They were all from Brooklyn and went to the back office. But I made myself so damn
compelling, I mean, I was in everybody's face. I let them hit me in the back of the head in the
middle of an aisle from the closet. I found that everything that I have done is because I don't
care if you think I'm short or Italian or whatever it is, I'm so compelling that you need me. I
think it's not about honesty so much as it is about compelling and in a crazy way they figured
out how to make their product of the company compelling and there at least was integrity in
doing something good. I don't believe in selling. I believe in helping. I think you help people,
you sell, as long as you figure out how to help them and make their life better, then you've got
the sale. And I think it's very important to be the first one to the market. And there's a
principle in the book that talks about that. Yes sir.
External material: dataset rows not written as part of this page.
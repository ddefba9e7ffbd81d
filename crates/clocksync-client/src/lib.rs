// Copyright 2026 U.S. Federal Government (in countries where recognized)
// SPDX-License-Identifier: Apache-2.0

/*!
Blocking SNTP client engine with an interpolating clock.

A [`Connector`] runs a configurable number of request/reply round trips
against one server, averages the measured clock offset and commits it. Between
synchronizations [`Connector::current_time`] answers from a monotonic local
clock plus the committed offset, without touching the network. Corrections
that would move the reported time backward are spread over the configured
clock-shift window so readings never regress.

# Example

```rust,no_run
use clocksync_client::{Connector, ConnectorConfig};
use std::time::Duration;

fn main() -> clocksync_client::Result<()> {
    let config = ConnectorConfig::builder()
        .host("time.nist.gov")
        .request_count(3)
        .request_interval(Duration::from_secs(2))
        .clock_shift_window(Duration::from_secs(30))
        .build()?;
    let connector = Connector::new(config);
    let now = connector.connect()?;
    println!("{}.{:09}", now.secs(), now.subsec_nanos());
    Ok(())
}
```
*/

#![deny(unsafe_code)]
#![warn(missing_docs)]

// Re-export protocol types from clocksync_proto for convenience.
pub use clocksync_proto::{protocol, unix_time};

/// Error types for the SNTP client.
pub mod error;

/// Immutable connector configuration and its builder.
pub mod config;

/// Request building, reply validation and per-sample arithmetic.
pub mod request;

/// The multi-sample round-trip estimator.
pub mod estimator;

/// Interruptible sleeping between samples.
pub mod interrupt;

/// Transports: the strategy seam between the connector and the network.
pub mod transport;

/// Local clocks and the interpolating clock façade.
pub mod clock;

/// The connect / average / smooth life-cycle.
pub mod connector;

pub use clock::{LocalClock, ManualClock, MonotonicClock, SyncedClock, TimeSource};
pub use config::{ConnectorConfig, ConnectorConfigBuilder};
pub use connector::{Connector, SyncState};
pub use error::{NtpError, Result};
pub use estimator::{Estimate, StopReason};
pub use interrupt::Interrupt;
pub use transport::{Datagram, SntpTransport, Transport};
>>: I'm sorry I walked in late, so if you covered it, that's okay. To be yourself you need to first
be self-aware of what you are. A lot of us that happened sometime in our time, but over time
we also change, so you have to keep connecting back with yourself. How did that happen with
you? How did you go back and keep connecting with yourself?
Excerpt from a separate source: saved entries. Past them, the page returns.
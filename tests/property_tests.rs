use alertmark::alert::AlertType;
use alertmark::escape::escape_html;
use alertmark::{to_html, Pipeline};
use proptest::prelude::*;

/// Markdown-ish input: alert markers, containers, delimiters, no raw `<`.
fn markdown() -> impl Strategy<Value = String> {
    prop::collection::vec(
        prop_oneof![
            Just(":::info".to_string()),
            Just(":::spoiler t".to_string()),
            Just(":::".to_string()),
            Just("> ".to_string()),
            Just("- ".to_string()),
            Just("    ".to_string()),
            Just("\n".to_string()),
            Just("\n\n".to_string()),
            "[a-z *_`\\[\\]()&;#!\\\\]{1,12}",
        ],
        0..40,
    )
    .prop_map(|parts| parts.concat())
}

fn type_name() -> impl Strategy<Value = String> {
    (0..AlertType::ALL.len(), any::<bool>()).prop_map(|(i, upper)| {
        let name = AlertType::ALL[i].as_str();
        if upper { name.to_ascii_uppercase() } else { name.to_string() }
    })
}

proptest! {
    #![proptest_config(ProptestConfig::with_cases(256))]

    #[test]
    fn rendering_is_deterministic(input in markdown()) {
        let pipeline = Pipeline::default();
        let doc = pipeline.parse(&input);
        prop_assert_eq!(pipeline.render(&doc), pipeline.render(&doc));
        prop_assert_eq!(to_html(&input), to_html(&input));
    }

    #[test]
    fn alert_markup_is_balanced(input in markdown()) {
        let out = to_html(&input);
        let opens = out.matches("<div class=\"alert").count() + out.matches("<details").count();
        let closes = out.matches("</div>").count() + out.matches("</details>").count();
        prop_assert_eq!(opens, closes);
    }

    #[test]
    fn known_types_match(name in type_name()) {
        let out = to_html(&format!(":::{name}\nbody\n:::"));
        let class = format!("alert alert-{}", name.to_ascii_lowercase());
        prop_assert!(out.contains(&class), "{}", out);
        prop_assert!(out.contains("<p>body</p>"));
    }

    #[test]
    fn unknown_types_never_match(name in "[a-zA-Z]{1,12}") {
        prop_assume!(AlertType::parse(&name).is_none());
        let input = format!(":::{name}\nbody\n:::");
        prop_assert_eq!(to_html(&input), format!("<p>{input}</p>\n"));
    }

    #[test]
    fn spoiler_title_escaped_once(title in "[ -~]{0,40}") {
        let out = to_html(&format!(":::spoiler {title}\nx\n:::"));
        let words = title.split_whitespace().collect::<Vec<_>>().join(" ");
        let expected = if words.is_empty() {
            "Spoiler".to_string()
        } else {
            escape_html(&words).into_owned()
        };
        let summary = format!("<summary>{expected}</summary>\n");
        prop_assert!(out.contains(&summary), "{}", out);
    }
}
>> Joe Plumeri: From my own point of view, I'm 71 years old. I'll be 72 in July. I think that for
me I must have reinvented myself more times than I can count. But I don't mean that I decided
to get up one day and I'm eating breakfast and I say today I'm going to reinvent myself. The
reinventions happen as part of the adventure of life. Because something happens to you,
something happened to my son, I decided that I could either, somebody said to me why don't
you take some time off. I remember that. And I said no. The worst thing that I could do is take
time off and just think about that. I would rather stay engaged and I get even more engaged
than I did before. That was a metamorphosis for me. And so there are plenty of defining
moments. I mean the Chicago story was what are you made of here? Are you going to do this
or are you not going to do this? So I'm reinventing myself as it's going along. The trick is that
when you have those defining moments you know that they are happening. I know a lot of
people who have defining moments, but they don't know that there is a moment going on. You
got to know that there is a moment going on. Then you look back, and I say boy. What a
defining moment that was. What a defining moment that was. When I showed up in Sandy
Wyle's office, that was a defining moment. There's a whole series of these things. If you look
back and you find that you didn't have any, then you are not engaged. You are not doing what
you are supposed to do, but if you look back you're going to find it there were a lot of them;
learn from them. Does that help you? Okay? Yes or.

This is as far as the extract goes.